[[ PROVIDED RECORDS, beginning ]]

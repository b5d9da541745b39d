// SPDX-FileCopyrightText: 2026 Keyward Contributors
// SPDX-License-Identifier: MIT OR Apache-2.0

//! Ephemeral SSH agent capability.

use std::fmt;
use std::path::{Path, PathBuf};
use std::sync::Arc;

use zeroize::Zeroizing;

use crate::error::KeywardError;
use crate::traits::task_logger::TaskLogger;

/// One private key preloaded into an agent.
///
/// Both buffers are zeroed when the entry is dropped.
#[derive(Clone)]
pub struct AgentKey {
    pub key: Zeroizing<Vec<u8>>,
    pub passphrase: Zeroizing<Vec<u8>>,
}

impl AgentKey {
    pub fn new(key: &[u8], passphrase: &[u8]) -> Self {
        Self {
            key: Zeroizing::new(key.to_vec()),
            passphrase: Zeroizing::new(passphrase.to_vec()),
        }
    }
}

impl fmt::Debug for AgentKey {
    fn fmt(&self, f: &mut fmt::Formatter<'_>) -> fmt::Result {
        f.debug_struct("AgentKey")
            .field("key", &"[REDACTED]")
            .field("passphrase", &"[REDACTED]")
            .finish()
    }
}

/// A running agent bound to a local socket.
pub trait SshAgent: Send + fmt::Debug {
    /// Location of the listening socket, suitable for `SSH_AUTH_SOCK`.
    fn socket_path(&self) -> &Path;

    /// Whether the agent still accepts connections.
    fn is_listening(&self) -> bool;

    /// Stop listening and release the socket. Calling it again is a no-op.
    fn close(&mut self) -> Result<(), KeywardError>;
}

/// Starts agents. Implementations must fail rather than return an agent that
/// is not listening.
pub trait AgentLauncher: Send + Sync {
    fn listen(
        &self,
        keys: Vec<AgentKey>,
        socket_path: PathBuf,
        logger: Arc<dyn TaskLogger>,
    ) -> Result<Box<dyn SshAgent>, KeywardError>;
}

[[ PROVIDED RECORDS, end ]]

● WHAT THE EXERCISE ASKS: Restate every line of the listing word for word.

● PROBLEM SOLUTION:
repository b5d9da541745b39d
// SPDX-FileCopyrightText: 2026 Keyward Contributors
// SPDX-License-Identifier: MIT OR Apache-2.0

//! Ephemeral SSH agent capability.

use std::fmt;
use std::path::{Path, PathBuf};
use std::sync::Arc;

use zeroize::Zeroizing;

use crate::error::KeywardError;
use crate::traits::task_logger::TaskLogger;

/// One private key preloaded into an agent.
///
/// Both buffers are zeroed when the entry is dropped.
#[derive(Clone)]
pub struct AgentKey {
    pub key: Zeroizing<Vec<u8>>,
    pub passphrase: Zeroizing<Vec<u8>>,
}

impl AgentKey {
    pub fn new(key: &[u8], passphrase: &[u8]) -> Self {
        Self {
            key: Zeroizing::new(key.to_vec()),
            passphrase: Zeroizing::new(passphrase.to_vec()),
        }
    }
}

impl fmt::Debug for AgentKey {
    fn fmt(&self, f: &mut fmt::Formatter<'_>) -> fmt::Result {
        f.debug_struct("AgentKey")
            .field("key", &"[REDACTED]")
            .field("passphrase", &"[REDACTED]")
            .finish()
    }
}

/// A running agent bound to a local socket.
pub trait SshAgent: Send + fmt::Debug {
    /// Location of the listening socket, suitable for `SSH_AUTH_SOCK`.
    fn socket_path(&self) -> &Path;

    /// Whether the agent still accepts connections.
    fn is_listening(&self) -> bool;

    /// Stop listening and release the socket. Calling it again is a no-op.
    fn close(&mut self) -> Result<(), KeywardError>;
}

/// Starts agents. Implementations must fail rather than return an agent that
/// is not listening.
pub trait AgentLauncher: Send + Sync {
    fn listen(
        &self,
        keys: Vec<AgentKey>,
        socket_path: PathBuf,
        logger: Arc<dyn TaskLogger>,
    ) -> Result<Box<dyn SshAgent>, KeywardError>;
}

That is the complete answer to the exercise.